In the wake of our March 15 column on using stamps to impose ashes on Ash Wednesday, a reader asked: “Your article states something about the priest washing his hands after distributing ashes. Does this mean that ashes are not supposed to be distributed by laymen assisting the priest? We usually have about four to six laypersons doing it along with him. I hope this is not illicit.”

I used the rubric on washing the hands to underline that the minister should physically touch the ashes. The distribution of ashes is not reserved to the priest and deacons, and lay ministers may assist if required.

Another reader had asked about a practice in a German parish. He wrote: “Is it right to celebrate the Mass of Ash Wednesday on the First Sunday of Lent — including the distribution of ashes — as our priest does here? Since he began this three to four years ago many people no longer feel obliged to attend Mass on Ash Wednesday — fasting and abstinence are no longer even remembered!”

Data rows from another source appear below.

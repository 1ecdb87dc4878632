//! Scene state, the per-frame callback and the mount/dispose lifecycle

use std::cell::Cell;
use std::fmt;
use std::rc::Rc;

use kitcrate_core::{LightRig, Result, Rgb};
use kitcrate_geometry::{PreviewModel, WorldPart};
use kitcrate_gpu::{DrawItem, SceneFrame};
use tracing::{debug, info};

use crate::backend::RenderBackend;
use crate::camera::Camera;
use crate::orbit::{InputEvent, OrbitController, OrbitRotation};

pub const BACKGROUND_COLOR: Rgb = Rgb::from_u32(0xf8f9fa);

/// Handle to an object added to a [`Scene`]
#[derive(Debug, Clone, Copy, PartialEq, Eq, Hash)]
pub struct ObjectId(u64);

/// Root objects plus the environment they are lit in
#[derive(Debug, Clone)]
pub struct Scene {
    pub background: Rgb,
    pub lights: LightRig,
    objects: Vec<(ObjectId, PreviewModel)>,
    next_id: u64,
}

impl Scene {
    pub fn new() -> Self {
        Self {
            background: BACKGROUND_COLOR,
            lights: LightRig::default(),
            objects: Vec::new(),
            next_id: 0,
        }
    }

    pub fn add(&mut self, model: PreviewModel) -> ObjectId {
        let id = ObjectId(self.next_id);
        self.next_id += 1;
        self.objects.push((id, model));
        id
    }

    pub fn remove(&mut self, id: ObjectId) -> Option<PreviewModel> {
        let index = self.objects.iter().position(|(object, _)| *object == id)?;
        Some(self.objects.remove(index).1)
    }

    pub fn get(&self, id: ObjectId) -> Option<&PreviewModel> {
        self.objects.iter().find(|(object, _)| *object == id).map(|(_, model)| model)
    }

    pub fn get_mut(&mut self, id: ObjectId) -> Option<&mut PreviewModel> {
        self.objects
            .iter_mut()
            .find(|(object, _)| *object == id)
            .map(|(_, model)| model)
    }

    pub fn len(&self) -> usize {
        self.objects.len()
    }

    pub fn is_empty(&self) -> bool {
        self.objects.is_empty()
    }

    /// Everything the renderer needs to draw the scene from `camera`
    pub fn frame<'a>(&'a self, camera: &Camera) -> SceneFrame<'a> {
        let items = self
            .objects
            .iter()
            .flat_map(|(_, model)| model.parts())
            .map(|WorldPart { part, world }| DrawItem {
                mesh: &part.mesh,
                world,
                materials: &part.materials,
            })
            .collect();

        SceneFrame {
            view: camera.view_matrix(),
            projection: camera.projection_matrix(),
            camera_position: camera.position,
            background: self.background,
            lights: self.lights,
            items,
        }
    }
}

impl Default for Scene {
    fn default() -> Self {
        Self::new()
    }
}

/// Cancellation flag for a running animation
///
/// Clones share the flag. Cancelling any clone stops the loop that
/// [`SceneController::tick`] drives.
#[derive(Debug, Clone)]
pub struct AnimationHandle {
    active: Rc<Cell<bool>>,
}

impl AnimationHandle {
    fn new() -> Self {
        Self {
            active: Rc::new(Cell::new(true)),
        }
    }

    pub fn cancel(&self) {
        self.active.set(false);
    }

    pub fn is_active(&self) -> bool {
        self.active.get()
    }
}

#[derive(Debug, Clone, Copy, PartialEq, Eq)]
pub enum RenderState {
    Mounted,
    Disposed,
}

type FrameCallback = Box<dyn FnMut(OrbitRotation, &mut Scene)>;

/// Owns one scene, its camera and orbit input, and the backend drawing it
pub struct SceneController<B: RenderBackend> {
    backend: B,
    camera: Camera,
    orbit: OrbitController,
    scene: Scene,
    callback: Option<FrameCallback>,
    animation: Option<AnimationHandle>,
    state: RenderState,
}

impl<B: RenderBackend> SceneController<B> {
    /// Start a fresh scene drawn through `backend` at the given size
    pub fn mount(backend: B, width: u32, height: u32) -> Self {
        let mut camera = Camera::default();
        camera.set_aspect(width, height);
        info!("Scene mounted at {}x{}", width, height);

        Self {
            backend,
            camera,
            orbit: OrbitController::new(),
            scene: Scene::new(),
            callback: None,
            animation: None,
            state: RenderState::Mounted,
        }
    }

    pub fn state(&self) -> RenderState {
        self.state
    }

    pub fn is_disposed(&self) -> bool {
        self.state == RenderState::Disposed
    }

    pub fn camera(&self) -> &Camera {
        &self.camera
    }

    pub fn orbit(&self) -> &OrbitController {
        &self.orbit
    }

    pub fn scene(&self) -> &Scene {
        &self.scene
    }

    pub fn scene_mut(&mut self) -> &mut Scene {
        &mut self.scene
    }

    pub fn backend(&self) -> &B {
        &self.backend
    }

    pub fn add_object(&mut self, model: PreviewModel) -> ObjectId {
        debug!("Adding {} to scene", model.kind());
        self.scene.add(model)
    }

    pub fn remove_object(&mut self, id: ObjectId) -> Option<PreviewModel> {
        self.scene.remove(id)
    }

    pub fn object(&self, id: ObjectId) -> Option<&PreviewModel> {
        self.scene.get(id)
    }

    pub fn object_mut(&mut self, id: ObjectId) -> Option<&mut PreviewModel> {
        self.scene.get_mut(id)
    }

    pub fn handle_input(&mut self, event: InputEvent) {
        if self.is_disposed() {
            return;
        }
        self.orbit.handle(event);
    }

    pub fn resize(&mut self, width: u32, height: u32) {
        if self.is_disposed() {
            debug!("Ignoring resize to {}x{} after dispose", width, height);
            return;
        }
        if width == 0 || height == 0 {
            return;
        }
        self.camera.set_aspect(width, height);
        self.backend.resize(width, height);
    }

    /// Install the per-frame callback, cancelling any earlier animation
    pub fn animate<F>(&mut self, callback: F) -> AnimationHandle
    where
        F: FnMut(OrbitRotation, &mut Scene) + 'static,
    {
        if let Some(previous) = self.animation.take() {
            previous.cancel();
        }
        let handle = AnimationHandle::new();
        self.callback = Some(Box::new(callback));
        self.animation = Some(handle.clone());
        handle
    }

    /// Run one frame; `Ok(true)` asks the host for another
    pub fn tick(&mut self) -> Result<bool> {
        if self.is_disposed() {
            return Ok(false);
        }
        match &self.animation {
            Some(handle) if handle.is_active() => {}
            _ => return Ok(false),
        }

        let rotation = self.orbit.step();
        if let Some(callback) = self.callback.as_mut() {
            callback(rotation, &mut self.scene);
        }

        let frame = self.scene.frame(&self.camera);
        self.backend.render(&frame)?;
        Ok(true)
    }

    /// Stop the animation and release the backend
    pub fn dispose(mut self) {
        self.release();
    }

    fn release(&mut self) {
        if self.is_disposed() {
            return;
        }
        if let Some(handle) = self.animation.take() {
            handle.cancel();
        }
        self.callback = None;
        self.backend.dispose();
        self.state = RenderState::Disposed;
        info!("Scene disposed");
    }
}

impl<B: RenderBackend> Drop for SceneController<B> {
    fn drop(&mut self) {
        self.release();
    }
}

impl<B: RenderBackend> fmt::Debug for SceneController<B> {
    fn fmt(&self, f: &mut fmt::Formatter<'_>) -> fmt::Result {
        f.debug_struct("SceneController")
            .field("state", &self.state)
            .field("objects", &self.scene.len())
            .field("animating", &self.animation.as_ref().map(AnimationHandle::is_active))
            .finish()
    }
}

#[cfg(test)]
mod tests {
    use super::*;
    use crate::backend::mock::RecordingBackend;
    use approx::assert_relative_eq;
    use kitcrate_geometry::{build_model, ModelKind};

    fn mounted() -> (SceneController<RecordingBackend>, RecordingBackend) {
        let backend = RecordingBackend::default();
        (SceneController::mount(backend.clone(), 800, 500), backend)
    }

    #[test]
    fn test_mount_starts_fresh() {
        let (controller, backend) = mounted();
        assert_eq!(controller.state(), RenderState::Mounted);
        assert!(controller.scene().is_empty());
        assert_eq!(controller.scene().background, BACKGROUND_COLOR);
        assert_relative_eq!(controller.camera().aspect_ratio, 1.6);
        assert!(backend.log.borrow().frames.is_empty());
    }

    #[test]
    fn test_scene_objects() {
        let (mut controller, _) = mounted();
        let garment = controller.add_object(build_model(ModelKind::GarmentOnly).unwrap());
        let worn = controller.add_object(build_model(ModelKind::Worn).unwrap());
        assert_ne!(garment, worn);
        assert_eq!(controller.object(worn).unwrap().kind(), ModelKind::Worn);

        controller.object_mut(garment).unwrap().set_rotation(0.1, 0.2);
        assert_relative_eq!(controller.object(garment).unwrap().root_transform().rotation.y, 0.2);

        assert!(controller.remove_object(garment).is_some());
        assert!(controller.object(garment).is_none());
        assert!(controller.remove_object(garment).is_none());
        assert_eq!(controller.scene().len(), 1);
    }

    #[test]
    fn test_tick_requires_animation() {
        let (mut controller, backend) = mounted();
        assert!(!controller.tick().unwrap());
        assert!(backend.log.borrow().frames.is_empty());
    }

    #[test]
    fn test_tick_steps_calls_back_and_renders() {
        let (mut controller, backend) = mounted();
        let id = controller.add_object(build_model(ModelKind::GarmentOnly).unwrap());

        controller.handle_input(InputEvent::PointerDown { x: 0.0, y: 0.0 });
        controller.handle_input(InputEvent::PointerMove { x: 100.0, y: 0.0 });

        let seen = Rc::new(Cell::new(OrbitRotation::default()));
        let sink = seen.clone();
        let _handle = controller.animate(move |rotation, scene| {
            sink.set(rotation);
            if let Some(model) = scene.get_mut(id) {
                model.set_rotation(rotation.x, rotation.y);
            }
        });

        assert!(controller.tick().unwrap());
        assert!(controller.tick().unwrap());

        // Target yaw 0.5 after two smoothing steps
        let expected = 0.5 * (1.0 - 0.9f32.powi(2));
        assert_relative_eq!(seen.get().y, expected, epsilon = 1e-6);
        assert_relative_eq!(controller.object(id).unwrap().root_transform().rotation.y, expected, epsilon = 1e-6);

        let log = backend.log.borrow();
        assert_eq!(log.frames.len(), 2);
        assert_eq!(log.frames[0].items, 4);
        assert_eq!(log.frames[0].background, BACKGROUND_COLOR);
    }

    #[test]
    fn test_cancel_stops_loop() {
        let (mut controller, backend) = mounted();
        let handle = controller.animate(|_, _| {});
        assert!(controller.tick().unwrap());

        handle.cancel();
        assert!(!handle.is_active());
        assert!(!controller.tick().unwrap());
        assert_eq!(backend.log.borrow().frames.len(), 1);
    }

    #[test]
    fn test_animate_replaces_previous_handle() {
        let (mut controller, _) = mounted();
        let first = controller.animate(|_, _| {});
        let second = controller.animate(|_, _| {});
        assert!(!first.is_active());
        assert!(second.is_active());
        assert!(controller.tick().unwrap());
    }

    #[test]
    fn test_resize_reaches_backend() {
        let (mut controller, backend) = mounted();
        controller.resize(1000, 500);
        controller.resize(0, 500);
        assert_eq!(backend.log.borrow().resizes, vec![(1000, 500)]);
        assert_relative_eq!(controller.camera().aspect_ratio, 2.0);
    }

    #[test]
    fn test_dispose_once() {
        let (mut controller, backend) = mounted();
        let handle = controller.animate(|_, _| {});
        controller.dispose();

        assert!(!handle.is_active());
        assert_eq!(backend.log.borrow().disposals, 1);
    }

    #[test]
    fn test_drop_releases_mounted_controller() {
        let (controller, backend) = mounted();
        drop(controller);
        assert_eq!(backend.log.borrow().disposals, 1);
    }

    #[test]
    fn test_disposed_controller_ignores_work() {
        let (mut controller, backend) = mounted();
        let _handle = controller.animate(|_, _| {});
        controller.release();

        controller.resize(640, 480);
        controller.handle_input(InputEvent::PointerDown { x: 0.0, y: 0.0 });
        assert!(!controller.tick().unwrap());
        assert!(controller.is_disposed());
        drop(controller);

        let log = backend.log.borrow();
        assert!(log.resizes.is_empty());
        assert!(log.frames.is_empty());
        assert_eq!(log.disposals, 1);
    }
}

Most Eastern Churches begin Lent ahead of the Roman rite on the Sunday before Ash Wednesday and do not celebrate Ash Wednesday as such. It is not permissible, however, for a Latin-rite priest to transfer Ash Wednesday to the following Sunday. The Sundays of Lent cannot be substituted with any other liturgy, not even for a solemnity such as the Annunciation.

It is probable that the priest is motivated by a good intention such as facilitating the imposition of ashes to as many people as possible. At the same time, it must be remembered that receiving ashes at the beginning of Lent, whether within or outside Mass, is a highly commendable but not obligatory practice for Catholics. There is no need to transfer a rite which nobody is obliged to attend.

This practice can also have the undesirable effect mentioned by our reader of obscuring the Ash Wednesday fast and absti
nence in the mind of the faithful and perhaps even weakening the overall sense of Lent as a penitential season.

I would therefore suggest to our correspondent that he approach either the priest, or if necessary the bishop, so that this practice is abandoned in the future.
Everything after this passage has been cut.